CORRELATION OF PATHOLOGIC FEATURES IN SPECTRAL DOMAIN OPTICAL COHERENCE TOMOGRAPHY WITH CONVENTIONAL RETINAL STUDIES

Abstract
To delineate pathologic changes in retinal cross sections obtained with spectral (Fourier) domain optical coherence tomography (SDOCT), so that the findings are maintained when collapsed into a two-dimensional fundus image for comparison with conventional retinal studies. SDOCT of the posterior pole of 12 eyes (5 with neovascular age-related macular degeneration [AMD]; 7 with nonneovascular AMD) produced three-dimensional stacks of scans. Location of pathologic features was delineated with color markings in each scan before the stack was collapsed along the depth axis. This en face image contained retinal vessel shadowing and preserved color markings of delineated pathologic features relative to the vessel pattern and was superimposed onto conventional studies. For patients with neovascular AMD, location and extent of choroidal neovascularization, macular edema, and subretinal fluid were visible on the two-dimensional summed images and, in some cases, involved sites not suspected with conventional imaging.

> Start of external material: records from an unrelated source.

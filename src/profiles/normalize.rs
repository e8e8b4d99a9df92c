use crate::error::CurationError;
use crate::models::profile::{
    canonical_slot_key, clean_age_range, split_slot_value, ACCEPTED_CELEBRITIES, ACCEPTED_FOOD,
    ACCEPTED_MOVIES, ACCEPTED_MUSIC, ACCEPTED_NEWS, ACCEPTED_POI, AGE_RANGE, FAVORITE_NEWS, REJECT,
    REJECTED_MOVIES, REJECTED_MUSIC, SLOT_DELIMITER,
};
use crate::models::{Domain, ProfileRecord};

/// Accepted/Rejected slots keep at most this many fragments.
pub const MAX_PREFERENCE_FRAGMENTS: usize = 2;

/// Legacy slots dropped from every profile.
const RETIRED_SLOTS: [&str; 3] = [ACCEPTED_NEWS, FAVORITE_NEWS, REJECT];

/// Slots that only make sense for movie and music conversations.
const MEDIA_SLOTS: [&str; 5] = [
    ACCEPTED_MOVIES,
    ACCEPTED_MUSIC,
    ACCEPTED_CELEBRITIES,
    REJECTED_MOVIES,
    REJECTED_MUSIC,
];

/// Slots that only make sense for food and POI conversations.
const VENUE_SLOTS: [&str; 2] = [ACCEPTED_FOOD, ACCEPTED_POI];

/// Same as [`normalize_profile`] but takes the domain as its lowercase tag.
pub fn normalize_for_tag(
    raw: &ProfileRecord,
    domain: &str,
) -> Result<ProfileRecord, CurationError> {
    let domain: Domain = domain.parse()?;
    Ok(normalize_profile(raw, domain))
}

/// Canonicalizes a raw persona for one domain.
///
/// Raw fragments merge into their canonical key in encounter order, preference
/// slots are cut to [`MAX_PREFERENCE_FRAGMENTS`], and slots irrelevant to the
/// domain are dropped. Deterministic for a given input.
pub fn normalize_profile(raw: &ProfileRecord, domain: Domain) -> ProfileRecord {
    let mut normalized = ProfileRecord::new();
    for (key, values) in raw.iter() {
        if key == AGE_RANGE {
            let cleaned = clean_age_range(&values.join(SLOT_DELIMITER));
            normalized.set(AGE_RANGE, split_slot_value(&cleaned));
        } else {
            normalized.append(canonical_slot_key(key), values.iter().cloned());
        }
    }

    for (key, values) in normalized.iter_mut() {
        if is_preference_slot(key) {
            values.truncate(MAX_PREFERENCE_FRAGMENTS);
        }
    }

    for key in RETIRED_SLOTS {
        normalized.remove(key);
    }
    let irrelevant: &[&str] = if domain.is_media() {
        &VENUE_SLOTS
    } else {
        &MEDIA_SLOTS
    };
    for key in irrelevant {
        normalized.remove(key);
    }
    normalized
}

fn is_preference_slot(key: &str) -> bool {
    key.contains("Accepted") || key.contains("Rejected")
}
use anyhow::Result;
use dialogcurator::config::GraphSettings;
use dialogcurator::curation::enrich_knowledge;
use dialogcurator::error::CurationError;
use dialogcurator::graph::{GraphFactProvider, Neo4jGraph};
use dialogcurator::models::{ProfileRecord, Target, Triple};
use mockito::{Matcher, Server};
use rand::rngs::StdRng;
use rand::SeedableRng;
use serde_json::json;

const TX_PATH: &str = "/db/neo4j/tx/commit";

fn settings(url: String) -> GraphSettings {
    GraphSettings {
        enabled: true,
        url,
        password: "secret".into(),
        ..GraphSettings::default()
    }
}

fn rows(rows: &[[&str; 3]]) -> String {
    let data: Vec<_> = rows
        .iter()
        .map(|row| json!({ "row": row, "meta": [null, null, null] }))
        .collect();
    json!({
        "results": [{ "columns": ["s.value", "type(r)", "o.value"], "data": data }],
        "errors": []
    })
    .to_string()
}

#[test]
fn neo4j_rows_collapse_to_one_object_per_edge() -> Result<()> {
    let mut server = Server::new();
    let mock = server
        .mock("POST", TX_PATH)
        .match_header("authorization", "Basic bmVvNGo6c2VjcmV0")
        .match_body(Matcher::Regex(r#""subject":"Hero""#.into()))
        .with_status(200)
        .with_header("content-type", "application/json")
        .with_body(rows(&[
            ["Hero", "Comments", "Stunning colors"],
            ["Hero", "Comments", "Too slow"],
            ["Hero", "Type", "Wuxia"],
        ]))
        .create();

    let graph = Neo4jGraph::new(&settings(server.url()))?;
    let mut rng = StdRng::seed_from_u64(3);
    let facts = graph.query("Hero", &["Comments", "Type"], &mut rng)?;

    mock.assert();
    assert_eq!(facts.len(), 2);
    assert_eq!(facts[1], Triple::new("Hero", "Type", "Wuxia"));
    Ok(())
}

#[test]
fn neo4j_errors_become_graph_query_failures() -> Result<()> {
    let mut server = Server::new();
    let _statement_error = server
        .mock("POST", TX_PATH)
        .with_status(200)
        .with_header("content-type", "application/json")
        .with_body(
            json!({
                "results": [],
                "errors": [{ "code": "Neo.ClientError.Statement.SyntaxError", "message": "bad" }]
            })
            .to_string(),
        )
        .create();
    let graph = Neo4jGraph::new(&settings(server.url()))?;
    let err = graph.raw_facts("Hero", &["Comments"]).unwrap_err();
    match err {
        CurationError::GraphQueryFailure { subject, reason } => {
            assert_eq!(subject, "Hero");
            assert!(reason.contains("SyntaxError"));
        }
        other => panic!("unexpected error {other:?}"),
    }

    let mut server = Server::new();
    let _unavailable = server.mock("POST", TX_PATH).with_status(503).create();
    let graph = Neo4jGraph::new(&settings(server.url()))?;
    let err = graph.raw_facts("Hero", &["Comments"]).unwrap_err();
    assert!(matches!(err, CurationError::GraphQueryFailure { .. }));
    Ok(())
}

#[test]
fn enrichment_reads_target_comments_from_neo4j() -> Result<()> {
    let mut server = Server::new();
    let _target = server
        .mock("POST", TX_PATH)
        .match_body(Matcher::Regex(r#""subject":"Hero""#.into()))
        .with_status(200)
        .with_header("content-type", "application/json")
        .with_body(rows(&[["Hero", "Comments", "A visual feast"]]))
        .create();
    let _persona = server
        .mock("POST", TX_PATH)
        .match_body(Matcher::Regex(r#""subject":"Fearless""#.into()))
        .with_status(200)
        .with_header("content-type", "application/json")
        .with_body(rows(&[["Fearless", "Type", "Action"]]))
        .create();

    let graph = Neo4jGraph::new(&settings(server.url()))?;
    let profile = ProfileRecord::from_pairs([("Name", "Li Hua"), ("Accepted movies", "Fearless")]);
    let mut knowledge = vec![Triple::new("Hero", "Type", "Wuxia")];
    let mut rng = StdRng::seed_from_u64(3);
    let report = enrich_knowledge(
        &graph,
        &Target::new("Movie recommendation", "Hero"),
        &profile,
        &mut knowledge,
        &mut rng,
    )?;

    assert!(report.target_comment);
    assert_eq!(report.profile_facts, 1);
    assert_eq!(
        knowledge,
        vec![
            Triple::new("Hero", "Type", "Wuxia"),
            Triple::new("Hero", "Comments", "A visual feast"),
            Triple::new("Fearless", "Type", "Action"),
        ]
    );
    Ok(())
}
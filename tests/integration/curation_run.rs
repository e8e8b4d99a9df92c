use super::support::{chitchat_seed, food_seed, movie_seed};
use super::IntegrationHarness;
use anyhow::Result;
use dialogcurator::curation::{
    cache_output_path, hash_file, prepare_catalog, read_curation_records, CurationDriver,
    CurationEventType, CurationIssueReason, CurationRunLog,
};
use dialogcurator::knowledge::{budget_usage, is_covered, TopicPath};
use dialogcurator::models::profile::{
    ACCEPTED_CELEBRITIES, ACCEPTED_FOOD, ACCEPTED_MOVIES, ACCEPTED_MUSIC, AGE_RANGE, OCCUPATION,
};
use serde_json::Value;
use std::collections::HashSet;
use std::fs;

const SEED_FILE: &str = "seed_dialogue_dev.jsonl";

fn seed_lines() -> Vec<Value> {
    vec![
        movie_seed(1),
        Value::String(r#"{"id": 2}"#.into()),
        chitchat_seed(4),
        food_seed(3),
    ]
}

#[test]
fn curation_run_writes_every_instance_and_skips_bad_seeds() -> Result<()> {
    let harness = IntegrationHarness::new();
    let seed_path = harness.write_seed_file(SEED_FILE, &seed_lines());
    let config = harness.config(&[SEED_FILE]);

    let catalog = prepare_catalog(&config)?;
    assert!(config.paths.catalog_path().exists());
    let summary = CurationDriver::new(&config, &catalog, None).run()?;

    assert_eq!(summary.seeds_read, 3);
    assert_eq!(summary.records_written, 6);
    assert_eq!(summary.skipped_lines, 1);
    assert_eq!(summary.failed_seeds, 1);
    let reasons: Vec<CurationIssueReason> = summary.issues.iter().map(|i| i.reason).collect();
    assert_eq!(
        reasons,
        vec![CurationIssueReason::MalformedRecord, CurationIssueReason::InvalidDomain]
    );

    let output = cache_output_path(&config.paths.cache_dir, &seed_path);
    let records = read_curation_records(&output)?;
    let ids: Vec<&str> = records.iter().map(|r| r.id.as_str()).collect();
    assert_eq!(ids, ["1_0", "1_1", "1_2", "3_0", "3_1", "3_2"]);

    let seed_persona = &records[0].user_profile;
    assert_eq!(seed_persona.joined(AGE_RANGE).unwrap(), "18-25");
    assert_eq!(
        seed_persona.joined(ACCEPTED_CELEBRITIES).unwrap(),
        "Jet Li; Zhang Ziyi"
    );
    assert_eq!(seed_persona.joined(ACCEPTED_MUSIC).unwrap(), "Jay Chou");
    assert!(!seed_persona.contains_key("Accepted Music"));
    assert!(!seed_persona.contains_key(ACCEPTED_FOOD));
    assert!(!seed_persona.contains_key("Accepted news"));

    for record in &records {
        let path = TopicPath::new(&record.seed_topic_path);
        assert!(is_covered(&record.knowledge, &path), "{} misses a topic", record.id);
        assert!(budget_usage(&record.knowledge) <= config.curation.token_budget);
        let unique: HashSet<_> = record.knowledge.iter().collect();
        assert_eq!(unique.len(), record.knowledge.len());
    }
    for record in records.iter().filter(|r| !r.id.ends_with("_0")) {
        assert!(record.user_profile.contains_key(OCCUPATION));
        let names = record.user_profile.joined(ACCEPTED_FOOD).unwrap_or_default();
        assert!(!names.contains("Marinated Fish"));
    }
    for record in records.iter().filter(|r| r.id.starts_with("3_")) {
        assert!(!record.user_profile.contains_key(ACCEPTED_MOVIES));
    }
    Ok(())
}

#[test]
fn curation_run_log_records_the_run() -> Result<()> {
    let harness = IntegrationHarness::new();
    let seed_path = harness.write_seed_file(SEED_FILE, &seed_lines());
    let config = harness.config(&[SEED_FILE]);
    let catalog = prepare_catalog(&config)?;
    CurationDriver::new(&config, &catalog, None).run()?;

    let events = CurationRunLog::for_dir(&config.paths.cache_dir).list()?;
    let kinds: Vec<CurationEventType> = events.iter().map(|e| e.event_type).collect();
    assert_eq!(
        kinds,
        vec![
            CurationEventType::RunStarted,
            CurationEventType::SeedSkipped,
            CurationEventType::SeedSkipped,
            CurationEventType::OutputCompleted,
            CurationEventType::RunCompleted,
        ]
    );
    let run_id = events[0].run_id;
    assert!(events.iter().all(|e| e.run_id == run_id));

    let output = cache_output_path(&config.paths.cache_dir, &seed_path);
    assert_eq!(events[3].details["records"], 6);
    assert_eq!(events[3].details["sha256"], hash_file(&output)?);
    Ok(())
}

#[test]
fn identical_seeds_reproduce_identical_files() -> Result<()> {
    let harness = IntegrationHarness::new();
    let seed_path = harness.write_seed_file(SEED_FILE, &seed_lines());

    let mut outputs = Vec::new();
    for run in ["first", "second"] {
        let mut config = harness.config(&[SEED_FILE]);
        config.paths.cache_dir = harness.workspace_path().join(run);
        let catalog = prepare_catalog(&config)?;
        CurationDriver::new(&config, &catalog, None).run()?;
        outputs.push(fs::read_to_string(cache_output_path(
            &config.paths.cache_dir,
            &seed_path,
        ))?);
    }
    assert_eq!(outputs[0], outputs[1]);
    Ok(())
}

#[test]
fn missing_seed_files_are_reported_and_skipped() -> Result<()> {
    let harness = IntegrationHarness::new();
    harness.write_seed_file(SEED_FILE, &[movie_seed(1)]);
    let mut config = harness.config(&["seed_dialogue_test_seen.jsonl", SEED_FILE]);
    config.curation.instances_per_seed = 1;

    let catalog = prepare_catalog(&config)?;
    let summary = CurationDriver::new(&config, &catalog, None).run()?;

    assert_eq!(summary.records_written, 1);
    assert_eq!(summary.issues.len(), 1);
    assert_eq!(summary.issues[0].reason, CurationIssueReason::MissingSeedFile);
    assert!(!config
        .paths
        .cache_dir
        .join("cache_seed_dialogue_test_seen.jsonl")
        .exists());
    assert!(summary.describe().contains("1 records"));
    Ok(())
}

For patients with nonneovascular AMD, the location of drusen and geographic atrophy were correlated with autofluorescence images. For one eye with drusen and three eyes with neovascular AMD, presence or extent of subretinal fluid identified by SDOCT was not visible using other imaging methods. In this pilot AMD study, pathologic features within SDOCT scans were transferred into two-dimensional en face projections, enabling researchers to correlate lateral extent of pathologic features from SDOCT with conventional studies. This integration of SDOCT with other retinal studies is promising and will be useful to study the relationship between local OCT morphology and other parameters of retinal disease or function.